Enhanced transmural fiber rotation and connexin 43 heterogeneity are associated with an increased upper limit of vulnerability in a transgenic rabbit model of human hypertrophic cardiomyopathy

Human hypertrophic cardiomyopathy, characterized by cardiac hypertrophy and myocyte disarray, is the most common cause of sudden cardiac death in the young. Hypertrophic cardiomyopathy is often caused by mutations in sarcomeric genes. We sought to determine arrhythmia propensity and underlying mechanisms contributing to arrhythmia in a transgenic (TG) rabbit model (β-myosin heavy chain-Q403) of human hypertrophic cardiomyopathy.
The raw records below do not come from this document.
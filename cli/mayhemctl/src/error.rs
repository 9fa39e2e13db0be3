//! Error handling and display for the CLI.

use colored::Colorize;
use thiserror::Error;

/// CLI-specific errors.
#[derive(Debug, Error)]
pub enum CliError {
    #[error("control API rejected the request ({status}): {}", .errors.join("; "))]
    Api { status: u16, errors: Vec<String> },

    #[error("Network error: {0}")]
    Network(#[from] reqwest::Error),

    #[error("invalid option `{0}`, expected KEY=VALUE")]
    InvalidOption(String),

    #[error("{0}")]
    Other(#[from] anyhow::Error),
}

/// Print an error in a user-friendly format.
pub fn print_error(err: &anyhow::Error) {
    eprintln!("{} {}", "Error:".red().bold(), err);

    if let Some(cli_err) = err.downcast_ref::<CliError>() {
        match cli_err {
            CliError::Api { status: 400, .. } => {
                eprintln!(
                    "\n{}",
                    "Hint: Run `mayhemctl behaviors` to see the available behaviors.".yellow()
                );
            }
            CliError::Network(_) => {
                eprintln!(
                    "\n{}",
                    "Hint: Is the proxy running with the control API enabled (--http)?".yellow()
                );
            }
            _ => {}
        }
    }
}
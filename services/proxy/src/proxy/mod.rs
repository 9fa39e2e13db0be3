//! The chaos proxy.
//!
//! ## Architecture
//!
//! ```text
//! Client -> Proxy -> Behavior -> Protocol -> Backend Pool -> Backend
//!             |
//!       Selection (fixed | weighted | dynamic)
//! ```
//!
//! Each accepted connection gets its own task. The task checks a backend
//! socket out of the pool, picks a behavior and then pumps forward cycles in
//! both directions until one side goes away, the idle timeout expires or the
//! protocol reports the exchange is over.

use std::net::SocketAddr;
use std::sync::atomic::AtomicU64;
use std::time::Duration;

mod backend;
mod connection;
mod listener;

pub use backend::BackendConnector;
pub use listener::Proxy;

/// Default idle timeout for reads and readiness waits.
pub const DEFAULT_TIMEOUT: Duration = Duration::from_secs(30);

/// Default age after which a pooled backend socket is discarded.
pub const DEFAULT_POOL_TIMEOUT: Duration = Duration::from_secs(30);

/// Default bound of the backend pool.
pub const DEFAULT_POOL_MAX_SIZE: usize = 100;

/// Default listen backlog.
pub const DEFAULT_BACKLOG: u32 = 8192;

/// Resolved proxy configuration.
#[derive(Debug, Clone)]
pub struct ProxySettings {
    /// Address to accept clients on.
    pub listen: SocketAddr,
    /// Address of the proxied service.
    pub backend: SocketAddr,
    /// Idle timeout. Also bounds backend connects.
    pub timeout: Duration,
    /// Keep pumping after an idle timeout or an exchange that reported done.
    pub stay_connected: bool,
    /// Pool bound. `None` is unbounded.
    pub pool_max_size: Option<usize>,
    pub pool_timeout: Duration,
    pub backlog: u32,
}

impl ProxySettings {
    pub fn new(listen: SocketAddr, backend: SocketAddr) -> Self {
        Self {
            listen,
            backend,
            timeout: DEFAULT_TIMEOUT,
            stay_connected: false,
            pool_max_size: Some(DEFAULT_POOL_MAX_SIZE),
            pool_timeout: DEFAULT_POOL_TIMEOUT,
            backlog: DEFAULT_BACKLOG,
        }
    }
}

/// Statistics for a proxy.
#[derive(Debug, Default)]
pub struct ProxyStats {
    /// Total connections accepted.
    pub connections_accepted: AtomicU64,
    /// Connections currently being proxied.
    pub connections_active: AtomicU64,
    /// Total connections closed.
    pub connections_closed: AtomicU64,
    /// Connections that failed to get a backend socket.
    pub backend_failed: AtomicU64,
    /// Connections torn down by a socket or framing error.
    pub connection_errors: AtomicU64,
}
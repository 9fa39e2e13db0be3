//! The per-connection pump.

use std::io;
use std::time::Duration;

use futures_util::future::join_all;
use futures_util::FutureExt;
use tokio_util::sync::CancellationToken;
use tracing::{debug, trace};

use crate::behavior::{ActiveBehavior, Direction, Forward};
use crate::endpoint::Endpoint;
use crate::error::ProtocolError;
use crate::metrics::MetricsSink;
use crate::protocol::Protocol;

/// Everything one proxied connection runs with.
pub(super) struct Session<'a> {
    pub conn_id: u64,
    pub protocol: &'a dyn Protocol,
    /// Chosen at accept time and kept for the whole connection.
    pub active: ActiveBehavior,
    pub client: &'a Endpoint,
    pub backend: &'a Endpoint,
    pub metrics: &'a dyn MetricsSink,
    pub timeout: Duration,
    pub stay_connected: bool,
    pub cancel: &'a CancellationToken,
}

impl Session<'_> {
    /// Run forward cycles until the connection is done.
    ///
    /// Each round waits for either socket to become readable and then runs
    /// one cycle per ready socket, both directions concurrently. The loop
    /// ends when a socket is closed or at end-of-stream, when the idle
    /// timeout expires, or when a round does not report every cycle as
    /// wanting more. `stay_connected` overrides the last two.
    pub async fn pump(&self) -> Result<(), ProtocolError> {
        loop {
            if self.finished() {
                return Ok(());
            }

            let ready = tokio::select! {
                ready = tokio::time::timeout(self.timeout, self.wait_readable()) => ready,
                _ = self.cancel.cancelled() => {
                    self.abort();
                    return Ok(());
                }
            };
            let (client_ready, backend_ready) = match ready {
                Ok(ready) => ready?,
                Err(_) if self.stay_connected => continue,
                Err(_) => {
                    debug!(
                        conn_id = self.conn_id,
                        idle_secs = self.timeout.as_secs_f64(),
                        "Idle timeout"
                    );
                    return Ok(());
                }
            };

            let mut cycles = Vec::with_capacity(2);
            if client_ready {
                cycles.push(self.cycle(Direction::ToBackend));
            }
            if backend_ready {
                cycles.push(self.cycle(Direction::ToClient));
            }

            let results = tokio::select! {
                results = join_all(cycles) => results,
                _ = self.cancel.cancelled() => {
                    self.abort();
                    return Ok(());
                }
            };

            let mut keep_going = true;
            for result in results {
                keep_going &= result?;
            }
            if !keep_going && !self.stay_connected {
                return Ok(());
            }
        }
    }

    fn finished(&self) -> bool {
        [self.client, self.backend]
            .iter()
            .any(|endpoint| endpoint.is_closed() || endpoint.at_eof())
    }

    fn abort(&self) {
        debug!(conn_id = self.conn_id, "Connection cancelled");
        self.client.close();
        self.backend.close();
    }

    /// Wait until at least one socket is readable; report which ones are.
    async fn wait_readable(&self) -> io::Result<(bool, bool)> {
        tokio::select! {
            res = self.client.readable() => {
                res?;
                Ok((true, self.backend.readable().now_or_never().is_some()))
            }
            res = self.backend.readable() => {
                res?;
                Ok((self.client.readable().now_or_never().is_some(), true))
            }
        }
    }

    /// One forward cycle in `direction`.
    async fn cycle(&self, direction: Direction) -> Result<bool, ProtocolError> {
        let protocol = self.protocol.name();
        self.metrics
            .increment(&format!("{protocol}.{}.{direction}", self.conn_id));

        let (source, dest) = match direction {
            Direction::ToBackend => (self.client, self.backend),
            Direction::ToClient => (self.backend, self.client),
        };
        let fwd = Forward {
            conn_id: self.conn_id,
            protocol,
            direction,
            source,
            dest,
            buffer: self.protocol.options().buffer,
        };

        let result = self.protocol.forward_one_message(&self.active, &fwd).await;
        match &result {
            Ok(keep) => trace!(
                conn_id = self.conn_id,
                direction = %direction,
                keep,
                "Forward cycle done"
            ),
            Err(e) => debug!(
                conn_id = self.conn_id,
                direction = %direction,
                behavior = self.active.name(),
                protocol,
                reason = e.reason_code(),
                error = %e,
                "Forward cycle failed"
            ),
        }
        result
    }
}
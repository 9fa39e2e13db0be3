use async_trait::async_trait;

use super::{abort_handling, relay_chunk, MessageReader, Protocol, ProtocolOptions, MAX_HEAD};
use crate::behavior::{Direction, Forward};
use crate::error::ProtocolError;

const NAME: &str = "memcache";

/// Commands followed by a data block whose size is the fifth token.
const STORAGE_COMMANDS: &[&str] = &["set", "add", "replace", "append", "prepend", "cas"];

/// Memcache text protocol: one command and its reply per cycle.
#[derive(Debug)]
pub struct Memcache {
    options: ProtocolOptions,
}

impl Memcache {
    pub fn new(options: ProtocolOptions) -> Self {
        Self { options }
    }

    /// Relay one command line and its data block. Returns whether a reply
    /// follows, or `None` if the client went away.
    async fn relay_command(&self, fwd: &Forward<'_>) -> Result<Option<bool>, ProtocolError> {
        let mut request = MessageReader::new(fwd.source, self.options.buffer);
        let Some(line) = request.line(NAME, MAX_HEAD).await? else {
            return Ok(None);
        };
        fwd.dest.write_all(&line).await?;

        let text = String::from_utf8_lossy(&line);
        let tokens: Vec<&str> = text.split_whitespace().collect();
        let command = tokens.first().copied().unwrap_or_default();
        let noreply = tokens.last() == Some(&"noreply");

        if STORAGE_COMMANDS.contains(&command) {
            let size: u64 = tokens
                .get(4)
                .and_then(|t| t.parse().ok())
                .ok_or_else(|| {
                    ProtocolError::malformed(NAME, format!("bad storage command {:?}", text.trim_end()))
                })?;
            // Data block plus its CRLF.
            let block = size
                .checked_add(2)
                .ok_or_else(|| ProtocolError::malformed(NAME, format!("data block of {size} bytes")))?;
            request.relay_exact(fwd.dest, block).await?;
        }
        request.finish().await;
        Ok(Some(!noreply))
    }

    /// Relay one reply: a single line, or `VALUE`/`STAT` lines up to `END`.
    async fn relay_reply(&self, fwd: &Forward<'_>) -> Result<(), ProtocolError> {
        let mut reply = MessageReader::new(fwd.dest, self.options.buffer);
        let mut listing = false;
        loop {
            let line = reply
                .line(NAME, MAX_HEAD)
                .await?
                .ok_or(ProtocolError::Truncated)?;
            fwd.source.write_all(&line).await?;

            let text = String::from_utf8_lossy(&line);
            let mut tokens = text.split_whitespace();
            match tokens.next() {
                Some("VALUE") => {
                    listing = true;
                    let size: u64 = tokens
                        .nth(2)
                        .and_then(|t| t.parse().ok())
                        .ok_or_else(|| {
                            ProtocolError::malformed(NAME, format!("bad value line {:?}", text.trim_end()))
                        })?;
                    let block = size.checked_add(2).ok_or_else(|| {
                        ProtocolError::malformed(NAME, format!("value of {size} bytes"))
                    })?;
                    reply.relay_exact(fwd.source, block).await?;
                }
                Some("STAT") => listing = true,
                Some("END") => break,
                _ if listing => {}
                _ => break,
            }
        }
        reply.finish().await;
        Ok(())
    }
}

#[async_trait]
impl Protocol for Memcache {
    fn name(&self) -> &'static str {
        NAME
    }

    fn options(&self) -> &ProtocolOptions {
        &self.options
    }

    async fn handle(&self, fwd: &Forward<'_>) -> Result<bool, ProtocolError> {
        if fwd.direction == Direction::ToClient {
            return Ok(relay_chunk(fwd, &self.options).await?);
        }

        match self.relay_command(fwd).await? {
            None => {
                abort_handling(fwd, &self.options);
                Ok(false)
            }
            Some(false) => Ok(true),
            Some(true) => {
                self.relay_reply(fwd).await?;
                Ok(true)
            }
        }
    }
}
Langendorff-perfused hearts from TG (n=6) and wild-type (WT) rabbits (n=6) were optically mapped. The upper and lower limits of vulnerability, action potential duration (APD) restitution, and conduction velocity were measured. The transmural fiber angle shift was determined using diffusion tensor MRI. The transmural distribution of connexin 43 was quantified with immunohistochemistry. The upper limit of vulnerability was significantly increased in TG versus WT hearts (13.3±2.1 versus 7.4±2.3 V/cm; P=3.2e), whereas the lower limits of vulnerability were similar. APD restitution, conduction velocities, and anisotropy were also similar. Left ventricular transmural fiber rotation was significantly higher in TG versus WT hearts (95.6±10.9° versus 79.2±7.8°; P=0.039). The connexin 43 density was significantly increased in the mid-myocardium of TG hearts compared with WT (5.46±2.44% versus 2.68±0.77%; P=0.024), and similar densities were observed in the endo- and epicardium. Because a nearly 2-fold increase in upper limit of vulnerability was observed in the TG hearts without significant changes in APD restitution, conduction velocity, or the anisotropy ratio, we conclude that structural remodeling may underlie the elevated upper limit of vulnerability in human hypertrophic cardiomyopathy.